By tradition, they are stripe-shirted, locally born and male.
But a German woman has won the right to join them – despite having failed the exam to be a gondolier.
The Veneto Regional Tribunal has ruled that the Locanda Art Deco hotel, Alexandra Hai’s employer, can transport guests around the city in its own gondola.
The ruling, under appeal by City Hall, challenges enduring Venetian tradition.
“This tribunal has opened a crack that undermines what was the closed caste of gondoliers,” said Mariagrazia Romeo, a lawyer representing the hotel.
The issue is not about excluding outsiders, the gondoliers say, but about maintaining traditions that have drawn tourists to their black-lacquered gondolas for generations. For them, the image and uniformity is part of their service.

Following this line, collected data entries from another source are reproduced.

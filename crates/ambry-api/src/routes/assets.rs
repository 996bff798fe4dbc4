//! # Asset Routes — Upload, Mutable Delivery, Publication
//!
//! ## Endpoints
//!
//! - `POST /v1/assets` — upload raw body bytes as a new asset
//! - `GET  /v1/assets/:id` — asset metadata
//! - `GET  /v1/assets/:id/content` — mutable download with conditional GET
//! - `HEAD /v1/assets/:id/content` — delivery headers without a body
//! - `PUT  /v1/assets/:id/content` — replace content (fingerprint recomputed)
//! - `POST /v1/assets/:id/publish` — freeze current content into a version
//!
//! The fingerprint is computed once, at write time, and stored on the
//! record; the download path only compares stored values.

use axum::body::Bytes;
use axum::extract::{Path, Query, State};
use axum::http::{header, HeaderMap, StatusCode};
use axum::response::{IntoResponse, Response};
use axum::routing::{get, post};
use axum::{Json, Router};
use serde::{Deserialize, Serialize};
use utoipa::ToSchema;
use uuid::Uuid;

use ambry_cache::{negotiate, select, DeliveryMode, Negotiation};
use ambry_core::{AssetId, AssetRecord, Timestamp};
use ambry_registry::{mint_version, VersionStore};

use crate::error::AppError;
use crate::headers::{attach_content_meta, caching_headers};
use crate::routes::versions::VersionResponse;
use crate::state::AppState;

/// Media type recorded when an upload carries no `Content-Type` header.
const DEFAULT_MEDIA_TYPE: &str = "application/octet-stream";

/// Filename recorded when an upload names none.
const DEFAULT_FILENAME: &str = "asset.bin";

// ── Request/Response DTOs ───────────────────────────────────────────

/// Query parameters accepted by the upload endpoint.
#[derive(Debug, Deserialize)]
pub(crate) struct UploadParams {
    /// Filename to record for `Content-Disposition`.
    pub filename: Option<String>,
    /// Whether the asset is only reachable through access tokens.
    pub private: Option<bool>,
}

/// Asset metadata as returned by the API.
#[derive(Debug, Serialize, Deserialize, ToSchema)]
pub struct AssetResponse {
    /// Asset identifier.
    pub id: Uuid,
    /// Recorded filename.
    pub filename: String,
    /// Recorded media type.
    pub media_type: String,
    /// Content length in bytes.
    pub size_bytes: u64,
    /// The strong validator for the current content, exactly as it appears
    /// in the `ETag` header. Send it back in `If-None-Match`.
    pub etag: String,
    /// Whether delivery requires an access token.
    pub is_private: bool,
    /// Upload instant (RFC 3339).
    pub created_at: String,
    /// Last content replacement instant (RFC 3339).
    pub updated_at: String,
}

impl AssetResponse {
    pub(crate) fn from_record(record: &AssetRecord) -> Self {
        Self {
            id: *record.id.as_uuid(),
            filename: record.filename.clone(),
            media_type: record.media_type.clone(),
            size_bytes: record.size_bytes,
            etag: record.fingerprint.entity_tag(),
            is_private: record.is_private,
            created_at: record.created_at.to_rfc3339(),
            updated_at: record.updated_at.to_rfc3339(),
        }
    }
}

// ── Router ──────────────────────────────────────────────────────────

/// Build the assets router.
pub fn router() -> Router<AppState> {
    Router::new()
        .route("/v1/assets", post(upload_asset))
        .route("/v1/assets/:id", get(get_asset))
        .route(
            "/v1/assets/:id/content",
            get(download_content)
                .head(head_content)
                .put(replace_content),
        )
        .route("/v1/assets/:id/publish", post(publish_version))
}

// ── Handlers ────────────────────────────────────────────────────────

fn asset_not_found(id: Uuid) -> AppError {
    AppError::NotFound(format!("asset {id} not found"))
}

fn load_asset(state: &AppState, id: Uuid) -> Result<AssetRecord, AppError> {
    state.assets.get(&id).ok_or_else(|| asset_not_found(id))
}

/// POST /v1/assets — Store the request body as a new asset.
#[utoipa::path(
    post,
    path = "/v1/assets",
    params(
        ("filename" = Option<String>, Query, description = "Filename to record"),
        ("private" = Option<bool>, Query, description = "Restrict delivery to access tokens"),
    ),
    responses(
        (status = 201, description = "Asset stored", body = AssetResponse),
    ),
    tag = "assets"
)]
pub(crate) async fn upload_asset(
    State(state): State<AppState>,
    Query(params): Query<UploadParams>,
    headers: HeaderMap,
    body: Bytes,
) -> Result<(StatusCode, Json<AssetResponse>), AppError> {
    let media_type = headers
        .get(header::CONTENT_TYPE)
        .and_then(|v| v.to_str().ok())
        .unwrap_or(DEFAULT_MEDIA_TYPE)
        .to_string();
    let filename = params
        .filename
        .unwrap_or_else(|| DEFAULT_FILENAME.to_string());

    let record = AssetRecord::create(
        AssetId::new(),
        filename,
        media_type,
        &body,
        params.private.unwrap_or(false),
        Timestamp::now(),
    );

    state.blobs.put(&record.storage_key, &body)?;
    if let Some(pool) = &state.db {
        crate::db::assets::insert(pool, &record).await?;
    }
    state.assets.insert(*record.id.as_uuid(), record.clone());

    tracing::info!(
        asset_id = %record.id,
        size_bytes = record.size_bytes,
        is_private = record.is_private,
        "asset uploaded"
    );
    Ok((StatusCode::CREATED, Json(AssetResponse::from_record(&record))))
}

/// GET /v1/assets/:id — Asset metadata.
#[utoipa::path(
    get,
    path = "/v1/assets/{id}",
    params(("id" = Uuid, Path, description = "Asset ID")),
    responses(
        (status = 200, description = "Asset metadata", body = AssetResponse),
        (status = 404, description = "Asset not found", body = crate::error::ErrorBody),
    ),
    tag = "assets"
)]
pub(crate) async fn get_asset(
    State(state): State<AppState>,
    Path(id): Path<Uuid>,
) -> Result<Json<AssetResponse>, AppError> {
    let record = load_asset(&state, id)?;
    Ok(Json(AssetResponse::from_record(&record)))
}

/// GET /v1/assets/:id/content — Mutable download with conditional GET.
///
/// A request whose `If-None-Match` carries the current entity tag gets an
/// empty 304; everything else gets the full body. Both outcomes carry the
/// caching headers for the mutable delivery mode.
#[utoipa::path(
    get,
    path = "/v1/assets/{id}/content",
    params(("id" = Uuid, Path, description = "Asset ID")),
    responses(
        (status = 200, description = "Full content", body = Vec<u8>),
        (status = 304, description = "Client copy is current"),
        (status = 404, description = "Asset not found", body = crate::error::ErrorBody),
    ),
    tag = "assets"
)]
pub(crate) async fn download_content(
    State(state): State<AppState>,
    Path(id): Path<Uuid>,
    headers: HeaderMap,
) -> Result<Response, AppError> {
    let asset = load_asset(&state, id)?;
    if asset.is_private {
        // Private assets are only reachable through the tokened route;
        // their existence is not disclosed here.
        return Err(asset_not_found(id));
    }

    let validator = headers
        .get(header::IF_NONE_MATCH)
        .and_then(|v| v.to_str().ok());
    let directives = select(DeliveryMode::Mutable);
    let mut response_headers = caching_headers(&asset.fingerprint, &directives, asset.updated_at)?;

    match negotiate(validator, &asset.fingerprint) {
        Negotiation::NotModified => {
            Ok((StatusCode::NOT_MODIFIED, response_headers).into_response())
        }
        Negotiation::FullResponse => {
            let bytes = state
                .blobs
                .get(&asset.storage_key)?
                .ok_or_else(|| AppError::Internal(format!("blob missing for {}", asset.id)))?;
            attach_content_meta(
                &mut response_headers,
                &asset.media_type,
                Some(&asset.filename),
                None,
            )?;
            Ok((StatusCode::OK, response_headers, bytes).into_response())
        }
    }
}

/// HEAD /v1/assets/:id/content — Delivery headers without a body.
#[utoipa::path(
    head,
    path = "/v1/assets/{id}/content",
    params(("id" = Uuid, Path, description = "Asset ID")),
    responses(
        (status = 200, description = "Delivery headers"),
        (status = 304, description = "Client copy is current"),
        (status = 404, description = "Asset not found", body = crate::error::ErrorBody),
    ),
    tag = "assets"
)]
pub(crate) async fn head_content(
    State(state): State<AppState>,
    Path(id): Path<Uuid>,
    headers: HeaderMap,
) -> Result<Response, AppError> {
    let asset = load_asset(&state, id)?;
    if asset.is_private {
        return Err(asset_not_found(id));
    }

    let validator = headers
        .get(header::IF_NONE_MATCH)
        .and_then(|v| v.to_str().ok());
    let directives = select(DeliveryMode::Mutable);
    let mut response_headers = caching_headers(&asset.fingerprint, &directives, asset.updated_at)?;

    match negotiate(validator, &asset.fingerprint) {
        Negotiation::NotModified => {
            Ok((StatusCode::NOT_MODIFIED, response_headers).into_response())
        }
        Negotiation::FullResponse => {
            attach_content_meta(
                &mut response_headers,
                &asset.media_type,
                Some(&asset.filename),
                Some(asset.size_bytes),
            )?;
            Ok((StatusCode::OK, response_headers).into_response())
        }
    }
}

/// PUT /v1/assets/:id/content — Replace the asset's content.
///
/// The blob is written first, then size, fingerprint, media type, and
/// updated-at change under one store lock, so no reader can pair the new
/// fingerprint with metadata from the old content.
#[utoipa::path(
    put,
    path = "/v1/assets/{id}/content",
    params(("id" = Uuid, Path, description = "Asset ID")),
    responses(
        (status = 200, description = "Content replaced", body = AssetResponse),
        (status = 404, description = "Asset not found", body = crate::error::ErrorBody),
    ),
    tag = "assets"
)]
pub(crate) async fn replace_content(
    State(state): State<AppState>,
    Path(id): Path<Uuid>,
    headers: HeaderMap,
    body: Bytes,
) -> Result<Json<AssetResponse>, AppError> {
    let existing = load_asset(&state, id)?;
    let media_type = headers
        .get(header::CONTENT_TYPE)
        .and_then(|v| v.to_str().ok())
        .map(str::to_string);

    state.blobs.put(&existing.storage_key, &body)?;

    let now = Timestamp::now();
    let updated = state
        .assets
        .update(&id, |record| {
            if let Some(mt) = &media_type {
                record.media_type = mt.clone();
            }
            record.replace_content(&body, now);
        })
        .ok_or_else(|| asset_not_found(id))?;

    if let Some(pool) = &state.db {
        crate::db::assets::update_content(pool, &updated).await?;
    }

    tracing::info!(
        asset_id = %updated.id,
        size_bytes = updated.size_bytes,
        "asset content replaced"
    );
    Ok(Json(AssetResponse::from_record(&updated)))
}

/// POST /v1/assets/:id/publish — Freeze the current content into a version.
///
/// Copies the asset's bytes under a version-owned storage key before the
/// record is appended, so the snapshot is unreachable from any future
/// re-upload of the asset.
#[utoipa::path(
    post,
    path = "/v1/assets/{id}/publish",
    params(("id" = Uuid, Path, description = "Asset ID")),
    responses(
        (status = 201, description = "Version published", body = VersionResponse),
        (status = 404, description = "Asset not found", body = crate::error::ErrorBody),
    ),
    tag = "assets"
)]
pub(crate) async fn publish_version(
    State(state): State<AppState>,
    Path(id): Path<Uuid>,
) -> Result<(StatusCode, Json<VersionResponse>), AppError> {
    let asset = load_asset(&state, id)?;
    let bytes = state
        .blobs
        .get(&asset.storage_key)?
        .ok_or_else(|| AppError::Internal(format!("blob missing for {}", asset.id)))?;

    let record = mint_version(asset.id, asset.fingerprint.clone(), Timestamp::now());
    state.blobs.put(&record.storage_key, &bytes)?;
    if let Some(pool) = &state.db {
        crate::db::versions::insert(pool, &record).await?;
    }
    state.versions.insert_new(&record)?;

    tracing::info!(
        asset_id = %asset.id,
        version_id = %record.id,
        "version published"
    );
    Ok((
        StatusCode::CREATED,
        Json(VersionResponse::from_record(&record)),
    ))
}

“It’s not like gondoliers want a monopoly,” said Roberto Luppi, president of the association of Venice’s 425 official gondoliers. “It’s about safeguarding long-standing traditions.”
Licensed gondoliers have to pass exams and prove themselves capable of steering the sleek boats along congested canals. They have a dress code detailing even the width of the stripes of their shirts. They must observe rules on how their gondolas are fitted, down to the colors of the chairs and benches – and face sanctions in case of violations.
In return, they charge princely sums to ferry romantics around the city’s waterfront palazzi.
Romeo concedes Hai failed the exam, officials say more than once.
But Hai does have a boating license, which so far has been sufficient, and in court documents the hotel describes her as a “capable and passionate gondola pilot.”
The case started when the hotel appealed a City Hall ruling banning it from transporting guests in its gondola.
The Locanda Art Deco is the only hotel using a gondola for guests, said Antonio Iannotta, who heads the city’s gondola office. The city’s upscale hotels typically use motorboats.
“If, hypothetically, each hotel employs a gondolier, there’s a risk: there can be one who dresses in red, another one in white, another who paints the gondola in yellow,” Iannotta said.
While the regional court ruled the hotel could use its gondola for guests, it said private gondoliers must also meet professional requirements to ensure the safety of passengers. The ruling did not specify what kind of requirements.
In the meantime, Hai is at work on the canals.